It’s hard to think of a worse way to die than trapped, without heat, communication, or oxygen, 300 feet beneath the sea. That’s the fate that real-life diver Chris Lemons nearly faced in 2012. And now, his harrowing story is a major Hollywood movie, aka Last Breath, which opened in theaters last week.
Directed by Alex Parkinson, with a script by Mitchell LaFortune, Parkinson, and David Brooks, Last Breath is an action-thriller is a narrative remake/adaptation of Parkinson 2019 documentary of the same name. Finn Cole stars as Chris Lemons, a real-life diver who, in 2012, survived a horrific diving accidents that found him trapped at the bottom of the North Sea. Woody Harrelson and Marvel’s Simu Liu star as fellow divers Duncan Allcock and David Yuasa, Lemons’s colleagues who were determined not to leave him to die.
Read on to learn more about the Last Breath true story.
Both the 2019 documentary Last Breath and this new feature recount the true story of a 2012 saturation diving accident, when diver Chris Lemons (played in the movie by Finn Cole) gets trapped 330 feet under the sea, with no heat, no light, and a very small amount of oxygen. Spoiler alert: By a miracle, Lemons lived to tell the tale.

You can hear about Lemons’s 2012 diving accident from the man himself, in a recent interview with The Guardian. Basically, on September 18, 2012, Chris Lemons assumed he was going to have a normal day at his job. He worked as a saturation diver, which meant he lived underwater in a specialized submarine.
His work routinely involved being lowered via a “diving bell,” or a chamber used to lower divers, to the seabed floor, to do work on underwater structures.
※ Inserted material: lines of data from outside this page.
#[cfg(test)]
mod tests {
    use super::*;
    use crate::preset::preset_structure;
    use crate::structure::ModelConfig;
    use mas_common::Typology;

    fn base_config() -> ModelConfig {
        ModelConfig::with_defaults(preset_structure(Typology::InsiderDealing))
    }

    #[test]
    fn preset_config_is_valid() {
        validate_model_config(&base_config()).unwrap();
    }

    #[test]
    fn version_mismatch_rejected() {
        let mut cfg = base_config();
        cfg.schema_version = "0.9.0".into();
        assert!(matches!(
            validate_model_config(&cfg),
            Err(ValidationError::VersionMismatch { .. })
        ));
    }

    #[test]
    fn duplicate_evidence_node_rejected() {
        let mut cfg = base_config();
        let dup = cfg.structure.evidence_nodes[0].clone();
        cfg.structure.evidence_nodes.push(dup);
        assert!(matches!(
            validate_model_config(&cfg),
            Err(ValidationError::DuplicateNode(_))
        ));
    }

    #[test]
    fn bad_fallback_prior_rejected() {
        let mut cfg = base_config();
        cfg.structure.evidence_nodes[0].fallback_prior = vec![0.5, 0.4, 0.2];
        let err = validate_model_config(&cfg).unwrap_err();
        assert!(err.to_string().contains("sum to 1.0"));
    }

    #[test]
    fn single_parent_intermediate_rejected() {
        let mut cfg = base_config();
        cfg.structure.intermediates[0].parents.truncate(1);
        let err = validate_model_config(&cfg).unwrap_err();
        assert!(err.to_string().contains("parent count"));
    }

    #[test]
    fn seven_parent_intermediate_rejected() {
        let mut cfg = base_config();
        let extra: Vec<mas_common::NodeName> = (0..7)
            .map(|i| mas_common::NodeName::new(format!("n{i}")))
            .collect();
        cfg.structure.intermediates[0].parents = extra;
        let err = validate_model_config(&cfg).unwrap_err();
        assert!(err.to_string().contains("parent count"));
    }

    #[test]
    fn undefined_parent_rejected() {
        let mut cfg = base_config();
        cfg.structure.intermediates[0].parents[0] = "no_such_node".into();
        let err = validate_model_config(&cfg).unwrap_err();
        assert!(err.to_string().contains("not a defined evidence node"));
    }

    #[test]
    fn latent_flag_without_name_rejected() {
        let mut cfg = base_config();
        cfg.structure.latent_intent_name = None;
        let err = validate_model_config(&cfg).unwrap_err();
        assert!(err.to_string().contains("latent_intent_name"));
    }

    #[test]
    fn non_increasing_weights_rejected() {
        let mut cfg = base_config();
        let mut tuning = crate::tuning::NodeType::MarketImpact.default_tuning();
        tuning.influence_weights = vec![0.70, 0.70, 0.60];
        cfg.tuning_overrides
            .insert(crate::tuning::NodeType::MarketImpact, tuning);
        let err = validate_model_config(&cfg).unwrap_err();
        assert!(err.to_string().contains("strictly decreasing"));
    }

    #[test]
    fn leak_out_of_range_rejected() {
        let mut cfg = base_config();
        let mut tuning = crate::tuning::NodeType::MarketImpact.default_tuning();
        tuning.leak_probability = 0.2;
        cfg.tuning_overrides
            .insert(crate::tuning::NodeType::MarketImpact, tuning);
        let err = validate_model_config(&cfg).unwrap_err();
        assert!(err.to_string().contains("leak probability"));
    }

    #[test]
    fn short_weight_list_rejected() {
        let mut cfg = base_config();
        let mut tuning = crate::tuning::NodeType::BehavioralIntent.default_tuning();
        // behavioral_intent in the insider preset has 4 parents.
        tuning.influence_weights = vec![0.90, 0.80];
        cfg.tuning_overrides
            .insert(crate::tuning::NodeType::BehavioralIntent, tuning);
        let err = validate_model_config(&cfg).unwrap_err();
        assert!(err.to_string().contains("influence weights"));
    }

    #[test]
    fn esi_weights_must_sum_to_one() {
        let mut cfg = base_config();
        cfg.esi.weights.node_activation = 0.5;
        let err = validate_model_config(&cfg).unwrap_err();
        assert!(err.to_string().contains("ESI weights"));
    }

    #[test]
    fn typology_weights_must_sum_to_one() {
        let mut cfg = base_config();
        cfg.aggregation
            .typology_weights
            .insert(Typology::Spoofing, 0.9);
        let err = validate_model_config(&cfg).unwrap_err();
        assert!(err.to_string().contains("typology weights"));
    }

    #[test]
    fn bad_hand_cpt_column_sum_rejected() {
        let mut cfg = ModelConfig::with_defaults(preset_structure(Typology::Spoofing));
        if let Some(cpt) = cfg.structure.outcome.hand_authored_cpt.as_mut() {
            cpt[0][0] = 0.5;
        }
        let err = validate_model_config(&cfg).unwrap_err();
        assert!(err.to_string().contains("column 0"));
    }

    #[test]
    fn validation_error_converts_to_common_error() {
        let err: mas_common::Error = ValidationError::Semantic("x".into()).into();
        assert_eq!(err.category(), mas_common::ErrorCategory::Config);
    }
}
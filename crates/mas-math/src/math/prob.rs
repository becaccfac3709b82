//! Probability-vector primitives.
//!
//! Discrete distributions in this codebase are plain `&[f64]` slices.
//! These helpers centralize the tolerance checks and renormalization
//! rules so every CPT column and fallback prior goes through one code
//! path.

/// Tolerance for treating a probability vector as normalized.
pub const NORMALIZATION_TOLERANCE: f64 = 1e-6;

/// Returns true when `values` sums to 1.0 within `tol` and every entry
/// is finite and non-negative.
pub fn is_normalized(values: &[f64], tol: f64) -> bool {
    if values.is_empty() {
        return false;
    }
    if values.iter().any(|v| !v.is_finite() || *v < 0.0) {
        return false;
    }
    let sum: f64 = values.iter().sum();
    (sum - 1.0).abs() <= tol
}

/// Rescale `values` in place so they sum to exactly 1.0.
///
/// Returns false (leaving the slice untouched) when the sum is zero,
/// non-finite, or any entry is negative.
pub fn renormalize(values: &mut [f64]) -> bool {
    if values.iter().any(|v| !v.is_finite() || *v < 0.0) {
        return false;
    }
    let sum: f64 = values.iter().sum();
    if sum <= 0.0 || !sum.is_finite() {
        return false;
    }
    for v in values.iter_mut() {
        *v /= sum;
    }
    true
}

/// Floor every entry at `floor` while keeping the sum at exactly 1.0.
///
/// Entries below the floor are pinned to it and the remaining mass is
/// rescaled over the others, so every state keeps at least `floor`
/// support after the call. Returns false on degenerate input: empty
/// slice, negative or non-finite entries, zero total mass, or a floor
/// too large for the slice length.
pub fn floor_and_renormalize(values: &mut [f64], floor: f64) -> bool {
    if values.is_empty() || floor < 0.0 || floor * values.len() as f64 >= 1.0 {
        return false;
    }
    if !renormalize(values) {
        return false;
    }
    // Rescaling the free entries can push another one under the floor,
    // so iterate; the pinned set only grows, so this terminates.
    loop {
        let mut pinned_mass = 0.0;
        let mut free_mass = 0.0;
        for v in values.iter_mut() {
            if *v <= floor {
                *v = floor;
                pinned_mass += floor;
            } else {
                free_mass += *v;
            }
        }
        if free_mass <= 0.0 {
            let uniform = 1.0 / values.len() as f64;
            for v in values.iter_mut() {
                *v = uniform;
            }
            return true;
        }
        let scale = (1.0 - pinned_mass) / free_mass;
        let mut stable = true;
        for v in values.iter_mut() {
            if *v > floor {
                *v *= scale;
                if *v < floor {
                    stable = false;
                }
            }
        }
        if stable {
            return true;
        }
    }
}

/// Index of the maximum entry, ties broken by the lowest index.
///
/// Returns None for an empty slice or when any entry is NaN.
pub fn argmax_tie_lowest(values: &[f64]) -> Option<usize> {
    if values.is_empty() || values.iter().any(|v| v.is_nan()) {
        return None;
    }
    let mut best = 0usize;
    for (i, v) in values.iter().enumerate().skip(1) {
        if *v > values[best] {
            best = i;
        }
    }
    Some(best)
}

/// Clamp a score into [0, 1]. NaN maps to 0.0.
pub fn clamp_unit(value: f64) -> f64 {
    if value.is_nan() {
        return 0.0;
    }
    value.clamp(0.0, 1.0)
}
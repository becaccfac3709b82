//! Evidence Sufficiency Index parameters.

use schemars::JsonSchema;
use serde::{Deserialize, Serialize};

/// Weights over the five ESI components. Must sum to 1.0.
#[derive(Debug, Clone, Copy, PartialEq, Serialize, Deserialize, JsonSchema)]
pub struct EsiWeights {
    pub node_activation: f64,
    pub mean_confidence: f64,
    pub fallback: f64,
    pub contribution_entropy: f64,
    pub cross_cluster_diversity: f64,
}

impl Default for EsiWeights {
    fn default() -> Self {
        EsiWeights {
            node_activation: 0.25,
            mean_confidence: 0.25,
            fallback: 0.20,
            contribution_entropy: 0.15,
            cross_cluster_diversity: 0.15,
        }
    }
}

impl EsiWeights {
    pub fn sum(&self) -> f64 {
        self.node_activation
            + self.mean_confidence
            + self.fallback
            + self.contribution_entropy
            + self.cross_cluster_diversity
    }
}

/// Badge thresholds: scores at or above a threshold earn the badge.
#[derive(Debug, Clone, Copy, PartialEq, Serialize, Deserialize, JsonSchema)]
pub struct EsiBadgeThresholds {
    pub strong: f64,
    pub moderate: f64,
    pub limited: f64,
}

impl Default for EsiBadgeThresholds {
    fn default() -> Self {
        EsiBadgeThresholds {
            strong: 0.8,
            moderate: 0.6,
            limited: 0.4,
        }
    }
}

/// Full ESI configuration.
#[derive(Debug, Clone, PartialEq, Serialize, Deserialize, JsonSchema)]
pub struct EsiConfig {
    #[serde(default)]
    pub weights: EsiWeights,
    #[serde(default)]
    pub badge_thresholds: EsiBadgeThresholds,
    /// Confidence assumed per input when the caller supplies none.
    #[serde(default = "default_confidence")]
    pub default_confidence: f64,
}

fn default_confidence() -> f64 {
    0.5
}

impl Default for EsiConfig {
    fn default() -> Self {
        EsiConfig {
            weights: EsiWeights::default(),
            badge_thresholds: EsiBadgeThresholds::default(),
            default_confidence: default_confidence(),
        }
    }
}
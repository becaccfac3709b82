//! MAS surveillance core.
//!
//! Scores trading activity for market-abuse typologies using discrete
//! Bayesian networks made tractable by fan-in reduction: raw evidence
//! nodes feed small intermediate aggregation nodes with noisy-OR
//! synthesized CPTs, intermediates feed an optional latent-intent node,
//! and a final outcome node yields the per-typology posterior. On top
//! of the posterior sit the Evidence Sufficiency Index and the complex
//! risk aggregator with news-context suppression.
//!
//! The built network is immutable and `Send + Sync`; concurrent
//! requests safely share one instance because inference never mutates
//! the graph or its CPTs.

pub mod aggregate;
pub mod alert;
pub mod catalog;
pub mod cpt;
pub mod esi;
pub mod evidence;
pub mod inference;
pub mod logging;
pub mod network;
pub mod noisy_or;

pub use aggregate::{
    classify_news_context, NewsContext, RiskAggregator, RiskBreakdown, TradingContext,
};
pub use alert::AlertRecord;
pub use catalog::{DiscreteVariable, NodeCatalog, NodeValue};
pub use cpt::Cpt;
pub use esi::{adjust_risk_score, calculate_esi, EsiBadge, EsiComponents, EsiInput, EsiResult};
pub use evidence::EvidenceMap;
pub use inference::{InferenceAdapter, InferenceResult};
pub use network::{BayesianNetworkGraph, NetworkAssembler, StructureSummary};
pub use noisy_or::{synthesize_cpt, IntermediateNodeSpec};
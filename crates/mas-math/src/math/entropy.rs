//! Shannon entropy over observed state counts.

/// Shannon entropy (base 2) of a distribution given as raw counts.
///
/// Zero counts are skipped. Returns 0.0 when fewer than two categories
/// carry mass.
pub fn shannon_entropy_base2(counts: &[usize]) -> f64 {
    let total: usize = counts.iter().sum();
    if total == 0 {
        return 0.0;
    }
    let mut entropy = 0.0;
    for count in counts {
        if *count == 0 {
            continue;
        }
        let p = *count as f64 / total as f64;
        entropy -= p * p.log2();
    }
    entropy
}

/// Entropy of `counts` normalized into [0, 1] by the maximum entropy
/// over the observed support, log2(#categories with mass).
///
/// Returns 0.0 when one or zero categories carry mass (a single
/// observed state carries no spread information).
pub fn normalized_entropy(counts: &[usize]) -> f64 {
    let support = counts.iter().filter(|c| **c > 0).count();
    if support < 2 {
        return 0.0;
    }
    let max_entropy = (support as f64).log2();
    (shannon_entropy_base2(counts) / max_entropy).clamp(0.0, 1.0)
}

#[cfg(test)]
mod tests {
    use super::*;

    fn approx_eq(a: f64, b: f64, tol: f64) -> bool {
        (a - b).abs() <= tol
    }

    #[test]
    fn entropy_of_uniform_pair_is_one_bit() {
        assert!(approx_eq(shannon_entropy_base2(&[5, 5]), 1.0, 1e-12));
    }

    #[test]
    fn entropy_of_single_category_is_zero() {
        assert_eq!(shannon_entropy_base2(&[7]), 0.0);
        assert_eq!(shannon_entropy_base2(&[7, 0, 0]), 0.0);
    }

    #[test]
    fn entropy_of_empty_is_zero() {
        assert_eq!(shannon_entropy_base2(&[]), 0.0);
        assert_eq!(shannon_entropy_base2(&[0, 0]), 0.0);
    }

    #[test]
    fn normalized_uniform_is_one() {
        assert!(approx_eq(normalized_entropy(&[3, 3, 3]), 1.0, 1e-12));
    }

    #[test]
    fn normalized_single_state_is_zero() {
        assert_eq!(normalized_entropy(&[9, 0]), 0.0);
    }

    #[test]
    fn normalized_skewed_is_between() {
        let e = normalized_entropy(&[9, 1]);
        assert!(e > 0.0 && e < 1.0);
    }

    #[test]
    fn normalized_ignores_zero_count_categories() {
        // Support is {a, b}, so normalization uses log2(2) not log2(3).
        assert!(approx_eq(normalized_entropy(&[4, 4, 0]), 1.0, 1e-12));
    }
}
While the divers work, they are attached to the diving bell via an “umbilical” cable, which provides their diving suits with power, light, communication, heat, and oxygen. But on that particular day, something went wrong. The two divers, Lemons and Dave Yuasa (played in the movie by Simu Liu), were instructed to return to the safety of the diving bell immediately, where a third diver, Duncan Allcock (played by Woody Harrelson in the movie) was stationed.

Up above, the ship’s positioning system had failed, causing both the ship and the diving bell to drift off course. The divers could no longer see the bell, but they were still attached to it via the umbilical cables. So they began to pull themselves along the cables. But during this journey, Lemons’s cable got caught on the structure they’d been repairing.
“I immediately knew it was caught,” Lemons told The Guardian. “You’ve got this 8,000-tonne vessel pulling that umbilical tight. There was nothing I could do to release it.”
The ship continued to tug on Lemons’s cable until it snapped. He lost all communication, power, and his hose of oxygen. He quickly turned the knob on his helmet which provided him an emergency supply of air to breathe—enough for about eight or nine minutes. He was able to stumble back to the structure, the manifold, he’d been working on, where he would wait for a rescue, if there was to be one. But he didn’t have much hope—especially when there was no one to greet him at the structure.
“I realized that even if Dave had been there, the chances of him getting me back to a breathable environment before I ran out of gas were minimal,” Lemons told The Guardian. “With nobody there, I decided this was probably going to be it. In a strange way, that had a calming effect; the fear, the panic drained out of me – there was nothing I could do. I assumed a sort of fetal position and was overtaken by grief. A great sadness took over at that point.”

At this point, Lemons explained, he passed out. Yuasa returned to the structure, assuming he’d be transporting Lemons’s lifeless body back to the ship. It had been 35 minutes since the cable snapped, and Lemons only had about eight minutes of oxygen. After getting Lemons’s body back inside the bell, they took off his helmet and saw he was bright blue. Allcock performed mouth-to-mouth, and then, a miracle: Lemons was revived.
“They’re the real heroes in this story,” Lemons said of his colleagues. “I’m just a damsel in distress.”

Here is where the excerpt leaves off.